FERGUSON, Circuit Judge:
Plaintiff-Appellant Helen T. Steel (Muff) seeks to establish the validity of a divorce judgment she obtained in California in 1978 over another judgment obtained by her former husband, Defendant-Appellee Dean Steel, in Virginia. If the validity of her judgment is established through a declaratory action, Helen seeks to require the Secretary of the Air Force to honor the California court's division of Dean's Air Force retirement benefits and to pay her share to her directly under the provisions of the Federal Uniformed Services Former Spouses' Protection Act, 10 U.S.C. Sec. 1408 [hereinafter FUSFSPA]. The district court dismissed Helen's complaint. It found that Dean did not have sufficient minimum contacts at the time of the filing of the complaint to allow personal jurisdiction, and that the United States has not waived sovereign immunity via FUSFSPA. We affirm the district court as to the dismissal of the United States but find, however, that measured properly, Dean had sufficient
contacts with the State of California to allow personal jurisdiction.
Helen T. Steel (Muff) and Dean Steel met in San Diego, California, in 1956, and were married in Las Vegas, Nevada. 1 Their first child was born in San Diego on February 2, 1961. Their second child was born in Sacramento, California, on December 7, 1962. Dean had entered active duty with the Air Force in June 1961, and received a number of different assignments until 1972, when he was stationed in Italy.
In 1976, Dean received orders that would return him to a post at Victorville, California.

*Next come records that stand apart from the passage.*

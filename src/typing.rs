//! Ephemeral typing indicators.
//!
//! Pure in-memory state, never persisted. An entry appears on
//! typing-start and disappears on typing-stop; there is no server-side
//! timeout — a client that crashes mid-typing leaves peers to age the
//! indicator out themselves. Entries for a user are swept when the user's
//! connection goes away so the table cannot leak.

use std::collections::{HashMap, HashSet};
use tokio::sync::RwLock;

use crate::protocol::{ConversationId, UserId};

pub struct TypingTracker {
    typing: RwLock<HashMap<ConversationId, HashSet<UserId>>>,
}

impl TypingTracker {
    pub fn new() -> Self {
        Self {
            typing: RwLock::new(HashMap::new()),
        }
    }

    /// Mark a user as typing. Returns false if they already were.
    pub async fn set_typing(&self, conversation: &ConversationId, user: &UserId) -> bool {
        let mut typing = self.typing.write().await;
        typing
            .entry(conversation.clone())
            .or_default()
            .insert(user.clone())
    }

    /// Clear a user's typing flag. Returns false if they were not typing.
    pub async fn clear_typing(&self, conversation: &ConversationId, user: &UserId) -> bool {
        let mut typing = self.typing.write().await;
        let Some(users) = typing.get_mut(conversation) else {
            return false;
        };
        let removed = users.remove(user);
        if users.is_empty() {
            typing.remove(conversation);
        }
        removed
    }

    pub async fn is_typing(&self, conversation: &ConversationId, user: &UserId) -> bool {
        self.typing
            .read()
            .await
            .get(conversation)
            .is_some_and(|users| users.contains(user))
    }

    pub async fn typists(&self, conversation: &ConversationId) -> Vec<UserId> {
        self.typing
            .read()
            .await
            .get(conversation)
            .map(|users| users.iter().cloned().collect())
            .unwrap_or_default()
    }

    /// Remove the user from every conversation. Disconnect housekeeping.
    pub async fn clear_user(&self, user: &UserId) {
        let mut typing = self.typing.write().await;
        typing.retain(|_, users| {
            users.remove(user);
            !users.is_empty()
        });
    }
}

impl Default for TypingTracker {
    fn default() -> Self {
        Self::new()
    }
}
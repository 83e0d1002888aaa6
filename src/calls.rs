//! Call-signaling sessions and their state machine.
//!
//! ```text
//!            initiate            accept
//!   (none) ──────────► Ringing ──────────► Active
//!                         │                   │
//!                         │ reject / timeout  │ hang-up / disconnect
//!                         ▼                   ▼
//!                      (removed)          (removed)
//! ```
//!
//! The registry tracks one session per participating user. `Ringing`
//! covers the whole pre-answer window (the caller is dialing, the callee's
//! client is ringing); an ended session is simply removed. The per-user
//! index is what makes busy detection and disconnect teardown possible:
//! a user with an entry is in a call, full stop.
//!
//! SDP payloads pass through the relay layer and are never stored here —
//! the session only remembers who is talking to whom.

use std::collections::HashMap;
use tokio::sync::Mutex;
use uuid::Uuid;

use crate::protocol::UserId;

#[derive(Debug, Clone, Copy, PartialEq, Eq)]
pub enum CallState {
    Ringing,
    Active,
}

/// One in-flight call between two users.
#[derive(Debug, Clone)]
pub struct CallSession {
    pub call_id: Uuid,
    pub caller: UserId,
    pub callee: UserId,
    pub audio_only: bool,
    pub state: CallState,
}

impl CallSession {
    /// The other party, if `user` is part of this session.
    pub fn peer_of(&self, user: &UserId) -> Option<&UserId> {
        if &self.caller == user {
            Some(&self.callee)
        } else if &self.callee == user {
            Some(&self.caller)
        } else {
            None
        }
    }
}

/// Why a call could not be started.
#[derive(Debug, Clone, Copy, PartialEq, Eq)]
pub enum BeginCallError {
    /// The initiating user is already in a session.
    CallerBusy,
    /// The target user is already in a session.
    CalleeBusy,
}

impl std::fmt::Display for BeginCallError {
    fn fmt(&self, f: &mut std::fmt::Formatter<'_>) -> std::fmt::Result {
        match self {
            Self::CallerBusy => write!(f, "Caller is already in a call"),
            Self::CalleeBusy => write!(f, "Callee is already in a call"),
        }
    }
}

impl std::error::Error for BeginCallError {}

#[derive(Default)]
struct CallTable {
    sessions: HashMap<Uuid, CallSession>,
    by_user: HashMap<UserId, Uuid>,
}

/// Process-wide table of in-flight calls, injected like the other shared
/// tables.
pub struct CallRegistry {
    inner: Mutex<CallTable>,
}

impl CallRegistry {
    pub fn new() -> Self {
        Self {
            inner: Mutex::new(CallTable::default()),
        }
    }

    /// Start a `Ringing` session, unless either party is already in one.
    /// The busy check and the insertion happen under one lock, so two
    /// near-simultaneous initiations cannot both claim the same callee.
    pub async fn begin(
        &self,
        caller: &UserId,
        callee: &UserId,
        audio_only: bool,
    ) -> Result<CallSession, BeginCallError> {
        let mut table = self.inner.lock().await;
        if table.by_user.contains_key(caller) {
            return Err(BeginCallError::CallerBusy);
        }
        if table.by_user.contains_key(callee) {
            return Err(BeginCallError::CalleeBusy);
        }

        let session = CallSession {
            call_id: Uuid::new_v4(),
            caller: caller.clone(),
            callee: callee.clone(),
            audio_only,
            state: CallState::Ringing,
        };
        table.by_user.insert(caller.clone(), session.call_id);
        table.by_user.insert(callee.clone(), session.call_id);
        table.sessions.insert(session.call_id, session.clone());
        Ok(session)
    }

    /// Callee answers: `Ringing` → `Active`. Returns the updated session,
    /// or `None` when no matching ringing session exists (it timed out,
    /// was hung up, or the parties don't line up) — a stale accept is
    /// simply ignored.
    pub async fn accept(&self, callee: &UserId, caller: &UserId) -> Option<CallSession> {
        let mut table = self.inner.lock().await;
        let call_id = *table.by_user.get(callee)?;
        let session = table.sessions.get_mut(&call_id)?;
        if session.state != CallState::Ringing
            || &session.callee != callee
            || &session.caller != caller
        {
            return None;
        }
        session.state = CallState::Active;
        Some(session.clone())
    }

    /// Remove the session `user` is part of (hang-up, rejection or
    /// disconnect all end the same way). Returns the removed session.
    pub async fn end_for(&self, user: &UserId) -> Option<CallSession> {
        let mut table = self.inner.lock().await;
        let call_id = table.by_user.get(user).copied()?;
        let session = table.sessions.remove(&call_id)?;
        table.by_user.remove(&session.caller);
        table.by_user.remove(&session.callee);
        Some(session)
    }

    /// Remove the session only if it is still ringing. The ring timer
    /// calls this; an answered call is left alone.
    pub async fn expire_if_ringing(&self, call_id: Uuid) -> Option<CallSession> {
        let mut table = self.inner.lock().await;
        match table.sessions.get(&call_id) {
            Some(session) if session.state == CallState::Ringing => {}
            _ => return None,
        }
        let session = table.sessions.remove(&call_id)?;
        table.by_user.remove(&session.caller);
        table.by_user.remove(&session.callee);
        Some(session)
    }

    /// The session a user is currently part of, if any.
    pub async fn session_for(&self, user: &UserId) -> Option<CallSession> {
        let table = self.inner.lock().await;
        let call_id = table.by_user.get(user)?;
        table.sessions.get(call_id).cloned()
    }

    pub async fn session_count(&self) -> usize {
        self.inner.lock().await.sessions.len()
    }
}

impl Default for CallRegistry {
    fn default() -> Self {
        Self::new()
    }
}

In preparation for the family's return, Helen and the family returned to San Diego in June. Dean remained in Italy to complete his tour of duty, which extended through August. Dean and Helen purchased a house in the San Diego area, and they expected that Dean would commute from Victorville on weekends to be with his family. Dean also purchased an automobile for Helen's use, registering it in California in his name.
Helen's expectations were disturbed, however, by a change in Dean's assignment from Victorville to Washington, D.C. Dean returned to California for the month of August, and he and Helen determined that he would go to Washington while the family remained behind in San Diego. The change in assignment was at Dean's request. Dean moved from California to Washington in September 1976. Dean believes that he legally separated from Helen at that time, while Helen contends they separated on January 15, 1977, a time of "marital difficulties."
On January 20, 1978, a Virginia court entered a "Final Decree of Divorce," purporting to order that "the marital rights of each party to this suit in and to any property owned by the other be and the same are hereby extinguished." On December 21, 1977, Helen had filed a proceeding for divorce in the California Superior Court, and that court entered an Interlocutory Judgment of Divorce on May 23, 1978. That court found that Dean's anticipated service retirement benefits were community property under the laws of California, and awarded Helen an interest in those benefits in an amount to be determined upon Dean's retirement.
On May 9, 1978, however, Dean moved to quash the California proceedings on the grounds that he was not amenable to the service of process by California courts. On July 13, 1978, the California court denied the motion, and Dean did not appeal that decision.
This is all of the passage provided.